Question: How do you solve \[{\text{3si}}{{\text{n}}^{\text{2}}}{\text{x = co}}{{\text{s}}^{\text{2}}}{\text{x...

Question

How do you solve ${\text{3si}}{{\text{n}}^{\text{2}}}{\text{x = co}}{{\text{s}}^{\text{2}}}{\text{x}}$ ?

Answer 1

Solution

Hint : We are given with an expression that has some trigonometric functions. We have to use some basic trigonometric identities to solve the question given above. We know that ${\text{si}}{{\text{n}}^2}x + {\cos ^2}x = 1$ . We will modify this identity to solve the expression above. On further solution we will get the value of x.

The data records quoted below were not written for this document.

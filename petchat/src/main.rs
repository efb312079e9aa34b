//! Line-oriented chat client for the pet-care marketplace.
//!
//! Connects to the backend's STOMP endpoint, opens a room with one peer
//! and reads commands from stdin. Configuration via CLI flags, environment
//! variables, or config file (`~/.config/petchat/config.toml`).
//!
//! ```bash
//! PETCHAT_TOKEN=eyJ... cargo run --bin petchat -- --peer 42
//!
//! # Against a remote backend, opening with a question
//! cargo run --bin petchat -- --api-url https://api.example.com \
//!     --ws-url wss://api.example.com/ws --peer 42 \
//!     --initial-message "Is Luna still available?"
//! ```

use std::io;
use std::path::{Path, PathBuf};
use std::process::ExitCode;
use std::sync::Arc;

use clap::Parser;
use tokio::io::{AsyncBufReadExt, BufReader};
use tokio::sync::mpsc;
use tracing_appender::non_blocking::WorkerGuard;

use petchat::api::http::HttpChatApi;
use petchat::api::{ApiError, Upload};
use petchat::auth::{AuthError, Identity};
use petchat::chat::{AdoptionTracker, ChatRoom, ConversationList, MessageStatus, MessageView, RoomEvent};
use petchat::config::{CliArgs, ClientConfig};
use petchat::location::ConfiguredLocation;
use petchat::session::{self, RoomCommand};
use petchat::storage::{FileStorage, StorageError};
use petchat::transport::stomp::StompTransport;
use petchat_proto::message::MessageId;

/// Errors that stop the client before the room is running.
#[derive(Debug, thiserror::Error)]
enum StartupError {
    #[error("no auth token (use --token or PETCHAT_TOKEN)")]
    MissingToken,

    #[error("no peer to chat with (use --peer)")]
    MissingPeer,

    #[error("invalid auth token: {0}")]
    Auth(#[from] AuthError),

    #[error(transparent)]
    Api(#[from] ApiError),

    #[error(transparent)]
    Storage(#[from] StorageError),

    #[error("stdin: {0}")]
    Io(#[from] io::Error),
}

#[tokio::main]
async fn main() -> ExitCode {
    let cli = CliArgs::parse();

    let config = match ClientConfig::load(&cli) {
        Ok(c) => c,
        Err(e) => {
            eprintln!("petchat: {e}");
            return ExitCode::FAILURE;
        }
    };

    // Logs go to a file; stdout is the chat.
    let _log_guard = init_logging(&cli.log_level, cli.log_file.as_deref());

    tracing::info!("petchat starting");
    let result = run(config).await;
    tracing::info!("petchat exiting");

    match result {
        Ok(()) => ExitCode::SUCCESS,
        Err(e) => {
            eprintln!("petchat: {e}");
            ExitCode::FAILURE
        }
    }
}

/// Initialize file-based logging.
///
/// Returns a [`WorkerGuard`] that must be held until shutdown to ensure all
/// buffered log entries are flushed.
fn init_logging(level: &str, file_path: Option<&Path>) -> Option<WorkerGuard> {
    let default_path = std::env::temp_dir().join("petchat.log");
    let log_path = file_path.unwrap_or(&default_path);

    let log_dir = log_path.parent()?;
    let file_name = log_path.file_name()?.to_str()?;

    let file_appender = tracing_appender::rolling::never(log_dir, file_name);
    let (non_blocking, guard) = tracing_appender::non_blocking(file_appender);

    let env_filter = tracing_subscriber::EnvFilter::try_from_default_env()
        .unwrap_or_else(|_| tracing_subscriber::EnvFilter::new(level));

    tracing_subscriber::fmt()
        .with_writer(non_blocking)
        .with_env_filter(env_filter)
        .with_ansi(false)
        .init();

    Some(guard)
}

async fn run(config: ClientConfig) -> Result<(), StartupError> {
    let token = config.token.as_deref().ok_or(StartupError::MissingToken)?;
    let identity = Identity::from_token(token)?;
    let room_config = config
        .to_room_config(identity.user_id)
        .ok_or(StartupError::MissingPeer)?;
    tracing::info!(me = %identity.user_id, peer = %room_config.peer, "identity resolved");

    let api = Arc::new(HttpChatApi::new(
        &config.api_url,
        Some(identity.token.clone()),
        config.request_timeout,
    )?);
    let storage = match &config.storage_path {
        Some(path) => FileStorage::open(path.clone()),
        None => FileStorage::open_default()?,
    };
    tracing::debug!(path = %storage.path().display(), "using storage file");

    let (transport, transport_events) = StompTransport::connect(config.to_stomp_config());
    let (room, events) = ChatRoom::new(
        room_config,
        transport,
        Arc::clone(&api),
        AdoptionTracker::load(storage),
        ConfiguredLocation::from(config.location),
    );
    let (commands, session) = session::spawn_room(room, transport_events, config.channel_capacity);
    let printer = tokio::spawn(print_events(events, config.timestamp_format.clone()));

    println!("Connecting to {} ... type /help for commands.", config.ws_url);
    let mut contacts = ConversationList::new(api, identity.user_id);
    let mut lines = BufReader::new(tokio::io::stdin()).lines();

    while let Some(line) = lines.next_line().await? {
        let command = match parse_input(&line) {
            Ok(Input::Empty) => continue,
            Ok(Input::Quit) => break,
            Ok(Input::Help) => {
                print_help();
                continue;
            }
            Ok(Input::Users(query)) => {
                contacts.refresh().await;
                for user in contacts.search(&query) {
                    println!("  {:>6}  {}", user.id, user.display_name());
                }
                continue;
            }
            Ok(Input::Image(path)) => match read_upload(&path).await {
                Ok(upload) => RoomCommand::SendImage(upload),
                Err(e) => {
                    println!("! cannot read {}: {e}", path.display());
                    continue;
                }
            },
            Ok(Input::Command(command)) => command,
            Err(usage) => {
                println!("! {usage}");
                continue;
            }
        };
        if commands.send(command).await.is_err() {
            tracing::warn!("room session ended");
            break;
        }
    }

    if commands.send(RoomCommand::Shutdown).await.is_err() {
        tracing::debug!("room session already stopped");
    }
    if let Err(e) = session.await {
        tracing::error!(err = %e, "room session panicked");
    }
    if let Err(e) = printer.await {
        tracing::error!(err = %e, "event printer panicked");
    }
    Ok(())
}

/// One parsed line of user input.
#[derive(Debug)]
enum Input {
    Empty,
    Quit,
    Help,
    Users(String),
    Image(PathBuf),
    Command(RoomCommand),
}

fn parse_input(line: &str) -> Result<Input, String> {
    let line = line.trim();
    if line.is_empty() {
        return Ok(Input::Empty);
    }
    let Some(rest) = line.strip_prefix('/') else {
        return Ok(Input::Command(RoomCommand::SendText(line.to_string())));
    };
    let (name, arg) = rest
        .split_once(char::is_whitespace)
        .map_or((rest, ""), |(name, arg)| (name, arg.trim()));

    let message_id = |arg: &str| {
        arg.parse::<MessageId>()
            .map_err(|_| format!("usage: /{name} <message id>"))
    };

    match name {
        "quit" | "exit" => Ok(Input::Quit),
        "help" => Ok(Input::Help),
        "users" => Ok(Input::Users(arg.to_string())),
        "location" => Ok(Input::Command(RoomCommand::SendLocation)),
        "reload" => Ok(Input::Command(RoomCommand::ReloadHistory)),
        "image" if !arg.is_empty() => Ok(Input::Image(PathBuf::from(arg))),
        "image" => Err("usage: /image <path>".to_string()),
        "delete" => Ok(Input::Command(RoomCommand::Delete(message_id(arg)?))),
        "confirm" => Ok(Input::Command(RoomCommand::ConfirmAdoption(message_id(arg)?))),
        "cancel" => Ok(Input::Command(RoomCommand::CancelAdoption(message_id(arg)?))),
        other => Err(format!("unknown command /{other}, try /help")),
    }
}

fn print_help() {
    println!("  <text>            send a message");
    println!("  /image <path>     upload and send an image");
    println!("  /location         send your position");
    println!("  /delete <id>      delete a message");
    println!("  /confirm <id>     confirm an adoption request");
    println!("  /cancel <id>      cancel an adoption request");
    println!("  /users [query]    list or search your conversations");
    println!("  /reload           fetch history again");
    println!("  /quit             leave");
}

async fn read_upload(path: &Path) -> io::Result<Upload> {
    let bytes = tokio::fs::read(path).await?;
    let file_name = path
        .file_name()
        .and_then(|name| name.to_str())
        .unwrap_or("image")
        .to_string();
    Ok(Upload { file_name, bytes })
}

async fn print_events(mut events: mpsc::Receiver<RoomEvent>, timestamp_format: String) {
    while let Some(event) = events.recv().await {
        match event {
            RoomEvent::Connection { connected: true } => println!("* connected"),
            RoomEvent::Connection { connected: false } => println!("* disconnected, retrying"),
            RoomEvent::PeerResolved(user) => println!("* chatting with {}", user.display_name()),
            RoomEvent::Appended(view) => println!("{}", render(&view, &timestamp_format)),
            RoomEvent::Updated { previous, view } => {
                if previous != view.id || matches!(view.status, MessageStatus::Failed(_)) {
                    println!("~ {}", render(&view, &timestamp_format));
                }
            }
            RoomEvent::Removed(id) => println!("* message {id} deleted"),
            RoomEvent::Reloaded(views) => {
                println!("* history ({} messages)", views.len());
                for view in &views {
                    println!("{}", render(view, &timestamp_format));
                }
            }
            RoomEvent::ScrollToLatest => {}
            RoomEvent::Alert(text) => println!("! {text}"),
            RoomEvent::Failed { action, error } => println!("! {action} failed: {error}"),
        }
    }
}

fn render(view: &MessageView, timestamp_format: &str) -> String {
    let time = view.timestamp.map_or_else(String::new, |ts| {
        format!(
            "[{}] ",
            ts.with_timezone(&chrono::Local).format(timestamp_format)
        )
    });
    let status = match &view.status {
        MessageStatus::Pending => " (sending)".to_string(),
        MessageStatus::Sent => " (sent)".to_string(),
        MessageStatus::Delivered => String::new(),
        MessageStatus::Failed(reason) => format!(" (failed: {reason})"),
    };
    let actions = if view.can_confirm() {
        format!("  -> /confirm {0} or /cancel {0}", view.id)
    } else {
        String::new()
    };
    format!(
        "{time}{}: {}{status}  #{}{actions}",
        view.sender_label,
        view.body(),
        view.id
    )
}
/// Error returned when a message fails validation.
#[derive(Debug, Clone, PartialEq, Eq, thiserror::Error)]
pub enum ValidationError {
    /// Message content is empty.
    #[error("message content is empty")]
    Empty,
    /// Message content exceeds the maximum allowed size.
    #[error("message too large ({size} bytes, max {max} bytes)")]
    TooLarge {
        /// Actual size of the content in bytes.
        size: usize,
        /// Maximum allowed size in bytes.
        max: usize,
    },
}

/// The flat JSON shape exchanged with the backend.
#[derive(Debug, Clone, Serialize, Deserialize)]
#[serde(rename_all = "camelCase")]
struct WireMessage {
    #[serde(default, skip_serializing_if = "Option::is_none")]
    id: Option<MessageId>,
    #[serde(default, skip_serializing_if = "Option::is_none")]
    client_id: Option<Uuid>,
    sender_id: UserId,
    receiver_id: UserId,
    #[serde(default)]
    content: Option<String>,
    #[serde(rename = "type", default)]
    kind: Option<String>,
    #[serde(default, skip_serializing_if = "Option::is_none")]
    pet_id: Option<PetId>,
    #[serde(default, skip_serializing_if = "Option::is_none")]
    confirmed: Option<bool>,
    #[serde(default, skip_serializing_if = "Option::is_none")]
    sender: Option<SenderInfo>,
    #[serde(
        default,
        deserialize_with = "lenient_timestamp",
        skip_serializing_if = "Option::is_none"
    )]
    timestamp: Option<DateTime<Utc>>,
}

Complete step-by-step answer :
Given that,
${\text{3si}}{{\text{n}}^{\text{2}}}{\text{x = co}}{{\text{s}}^{\text{2}}}{\text{x}}$
So ${\cos ^2}x$ can also be written as ${\cos ^2}x = 1 - {\text{si}}{{\text{n}}^2}x$
So rewriting the given expression
$\Rightarrow {\text{3si}}{{\text{n}}^{\text{2}}}{\text{x}} = 1 - {\text{si}}{{\text{n}}^2}x$
Taking the sin terms on one side of the expression
$\Rightarrow {\text{3si}}{{\text{n}}^{\text{2}}}{\text{x + si}}{{\text{n}}^2}x = 1$
On adding both the terms
$\Rightarrow 4{\text{si}}{{\text{n}}^2}x = 1$
$4{\text{si}}{{\text{n}}^2}x$ can also be written in square form as $\Rightarrow {\left( {2{\text{sin}}x} \right)^2} = 1$
Now taking square root on both sides
$\Rightarrow 2{\text{sin}}x = 1$
So to find the value of x,
$\Rightarrow {\text{sin}}x = \dfrac{1}{2}$
$\Rightarrow x = {\sin ^{ - 1}}\left( {\dfrac{1}{2}} \right)$
We know that $\sin {30^ \circ } = \dfrac{1}{2}$ . So the value of x becomes,
$\Rightarrow x = {30^ \circ }$ or $\Rightarrow x = \dfrac{\pi }{6}$
This is the solution to the above problem.
So, the correct answer is “ $x = {30^ \circ }$ or $x = \dfrac{\pi }{6}$ ”.

Note : Note that when we solve this type of problem the question itself is the indicator to proceed. Here the cos function and sin function have relation in between. So that can be used to solve the same. Also note that ${\text{si}}{{\text{n}}^{\text{2}}}{\text{x}}$ , ${\text{sin2x}}$ and ${\text{2sinx}}$ are totally different. In ${\text{si}}{{\text{n}}^{\text{2}}}{\text{x}}$ it is the square of the function, in ${\text{sin2x}}$ is it the angle is doubled and in ${\text{2sinx}}$ the function is doubled. Remember this. Their values are also different. When we make rearrangements in problems or substitute the functions this is really important. This is applicable for all trigonometric functions along with sin.